Nua na Argentina

 

Em dezembro a Argentina ferve. Para celebrar os protestos que ocorreram em 19 e 20 de dezembro de 2001 que culminaram com a derrubada do governo, a população vai às ruas nessa mesma data e a cidade para.
A proximidade da festa de Natal e o consumo desnecessário gera mais revolta e
Buenos Aires entra em ebulição.
Mas não são apenas as pessoas que estão quentes. A temperatura da cidade se assemelha ao Rio de Janeiro.
Foi nessa data que cheguei à capital do país.
Preparada para usar gorro e cachecol em Bariloche, aterrissei em Buenos Aires usando calça flanelada. Ia passar apenas uma noite na cidade e não pensei na diferença climática entre as cidades.
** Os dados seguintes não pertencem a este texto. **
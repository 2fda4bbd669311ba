/// Frame module - per-frame staging and submission

pub mod frame_driver;

pub use frame_driver::*;
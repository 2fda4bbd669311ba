/*!
# Continuum Engine - Vulkan Backend

Vulkan implementation of the Continuum engine device traits.

This crate provides a headless Vulkan backend that implements the
continuum_engine traits using the Ash library for Vulkan bindings and
gpu-allocator for memory management. Acceleration structures are built with
VK_KHR_acceleration_structure.
*/

// Vulkan implementation modules
mod vulkan;
mod vulkan_context;
mod vulkan_buffer;
mod vulkan_acceleration_structure;
mod vulkan_command_list;
#[cfg(feature = "vulkan-validation")]
mod debug;

// Main continuum namespace module
pub mod continuum {
    pub use crate::vulkan::VulkanGraphicsDevice;
    pub use crate::vulkan_command_list::CommandList as VulkanCommandList;

    // Validation reporting (vulkan-validation feature only)
    #[cfg(feature = "vulkan-validation")]
    pub use crate::debug::{get_validation_stats, print_validation_stats_report};
}
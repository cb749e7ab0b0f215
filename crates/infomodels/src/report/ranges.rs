//! Line range compression for compact display of failing lines.

/// Maximum number of ranges shown before the rest is summarized.
pub const DISPLAY_LIMIT: usize = 10;

/// Compress ascending, duplicate-free line numbers into contiguous ranges.
///
/// Each output entry is either `"N"` or `"A-B"` (inclusive). The input must
/// already be sorted and de-duplicated; this function does not sort.
///
/// ```
/// use infomodels::report::ranges::compress;
///
/// assert_eq!(compress(&[1, 2, 3, 5, 7, 8, 9]), vec!["1-3", "5", "7-9"]);
/// ```
pub fn compress(lines: &[u64]) -> Vec<String> {
    let mut ranges = Vec::new();

    let Some((&first, rest)) = lines.split_first() else {
        return ranges;
    };

    let mut start = first;
    let mut end = first;

    for &line in rest {
        if end.checked_add(1) == Some(line) {
            end = line;
            continue;
        }

        ranges.push(format_range(start, end));
        start = line;
        end = line;
    }

    ranges.push(format_range(start, end));
    ranges
}

fn format_range(start: u64, end: u64) -> String {
    if start == end {
        start.to_string()
    } else {
        format!("{}-{}", start, end)
    }
}

/// Expand range strings back into the line numbers they cover.
///
/// Returns `None` if an entry is not a valid `"N"` or `"A-B"` range.
pub fn expand<S: AsRef<str>>(ranges: &[S]) -> Option<Vec<u64>> {
    let mut lines = Vec::new();

    for range in ranges {
        let range = range.as_ref();
        match range.split_once('-') {
            Some((start, end)) => {
                let start: u64 = start.parse().ok()?;
                let end: u64 = end.parse().ok()?;
                if end < start {
                    return None;
                }
                lines.extend(start..=end);
            }
            None => lines.push(range.parse().ok()?),
        }
    }

    Some(lines)
}

/// Join ranges for display, truncating after [`DISPLAY_LIMIT`] entries.
///
/// ```
/// use infomodels::report::ranges::display;
///
/// let ranges: Vec<String> = (1..=12).map(|n| (n * 2).to_string()).collect();
/// assert_eq!(display(&ranges), "2, 4, 6, 8, 10, 12, 14, 16, 18, 20 ... (+2 more)");
/// ```
pub fn display(ranges: &[String]) -> String {
    if ranges.len() > DISPLAY_LIMIT {
        format!(
            "{} ... (+{} more)",
            ranges[..DISPLAY_LIMIT].join(", "),
            ranges.len() - DISPLAY_LIMIT
        )
    } else {
        ranges.join(", ")
    }
}
//! Tracing subscriber setup.

use std::fmt;
use std::io::{self, IsTerminal};
use std::str::FromStr;

use tracing_subscriber::EnvFilter;

/// Log output format.
#[derive(Clone, Copy, Debug, PartialEq, Eq)]
pub enum LogFormat {
    /// Colored, compact output for interactive terminals.
    Tty,
    /// Plain text without color codes.
    Text,
    /// One JSON object per event.
    Json,
}

impl LogFormat {
    /// Json when stderr is redirected, tty otherwise.
    pub fn detect() -> Self {
        if io::stderr().is_terminal() {
            LogFormat::Tty
        } else {
            LogFormat::Json
        }
    }
}

impl FromStr for LogFormat {
    type Err = String;

    fn from_str(s: &str) -> Result<Self, Self::Err> {
        match s.to_lowercase().as_str() {
            "tty" => Ok(LogFormat::Tty),
            "text" => Ok(LogFormat::Text),
            "json" => Ok(LogFormat::Json),
            _ => Err(format!("Unknown log format: {}. Use tty, text or json.", s)),
        }
    }
}

impl fmt::Display for LogFormat {
    fn fmt(&self, f: &mut fmt::Formatter<'_>) -> fmt::Result {
        match self {
            LogFormat::Tty => write!(f, "tty"),
            LogFormat::Text => write!(f, "text"),
            LogFormat::Json => write!(f, "json"),
        }
    }
}

/// Install the global subscriber. Logs go to stderr so reports on stdout stay clean.
pub fn init(level: &str, format: Option<LogFormat>) -> Result<(), Box<dyn std::error::Error + Send + Sync>> {
    let filter = EnvFilter::try_new(level.to_lowercase())?;
    let builder = tracing_subscriber::fmt()
        .with_env_filter(filter)
        .with_writer(io::stderr)
        .with_target(false);

    match format.unwrap_or_else(LogFormat::detect) {
        LogFormat::Json => builder.json().try_init(),
        LogFormat::Text => builder.with_ansi(false).try_init(),
        LogFormat::Tty => builder.compact().with_ansi(true).try_init(),
    }
}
Do aeroporto fui direto para Hostel Art Factory. É um lugar peculiar. Tem as paredes grafitadas, portas feitas de madeira de demolição e oferece um drink grátis que pode ser consumido no bar ao ar livre no segundo andar ou no pub interno. Estava tudo perfeito, exceto pela minha calça flanelada e a camiseta encharcada de suor.
Eu havia embalado o mochilão na proteção plástica que se faz no aeroporto. Como ia pegar outro vôo no dia seguinte, não pretendia retirar a proteção apenas para pegar roupas leves. Essas proteções custam caro.
Fui para o bar ao ar livre tomar cerveja gelada. Ali a temperatura estava um pouco mais agradável. Porém, na hora que entrei no quarto o calor ficou insuportável. Era um quarto misto, mas não me importei com a presença masculina, arranquei as roupas e dormi apenas de calcinha.
Acho que mesmo antes de saber o que se passava no país, fui atingida pela energia anti-consumo. Percebi que não precisava daquelas roupas, ao contrário, precisava me livrar delas.
Entendi que não nos vestimos para nós. Nos vestimos para os outros, são eles que nos veem. Mesmo quando nos olhamos no espelho é para analisar como está nossa “imagem”.
Não cobrimos nosso corpo, cobrimos nosso medo de não ser aceito pela sociedade como ela se impõe. Nada é real.
A Argentina me arrancou as roupas, os disfarces. Me despiu corpo e alma. Assim sigo… livre.